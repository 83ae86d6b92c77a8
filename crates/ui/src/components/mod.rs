//! # UI Components
//!
//! Reusable Dioxus components for the Backoffice Console.
//!
//! - **Inputs**: Form input components (text, select, checkbox, ...)
//! - **Table**: Pagination bar and status badge for entity lists
//! - **ConfirmDialog**: Modal confirmation for status changes
//! - **Notices**: Toast notices

// ============================================================================
// Module Declarations
// ============================================================================

pub mod confirm_dialog;
pub mod inputs;
pub mod notices;
pub mod table;

// ============================================================================
// Re-exports
// ============================================================================

pub use confirm_dialog::ConfirmDialog;
pub use inputs::{Checkbox, Select, TextArea, TextInput};
pub use notices::NoticeStack;
pub use table::{Pagination, StatusBadge};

________________________

* _PROBLEM STATEMENT_
Set down all of the records shown above once more, exactly.

* _SOLVED PROBLEM_
repository 83ae86d6b92c77a8
filename crates/ui/src/components/mod.rs
//! # UI Components
//!
//! Reusable Dioxus components for the Backoffice Console.
//!
//! - **Inputs**: Form input components (text, select, checkbox, ...)
//! - **Table**: Pagination bar and status badge for entity lists
//! - **ConfirmDialog**: Modal confirmation for status changes
//! - **Notices**: Toast notices

// ============================================================================
// Module Declarations
// ============================================================================

pub mod confirm_dialog;
pub mod inputs;
pub mod notices;
pub mod table;

// ============================================================================
// Re-exports
// ============================================================================

pub use confirm_dialog::ConfirmDialog;
pub use inputs::{Checkbox, Select, TextArea, TextInput};
pub use notices::NoticeStack;
pub use table::{Pagination, StatusBadge};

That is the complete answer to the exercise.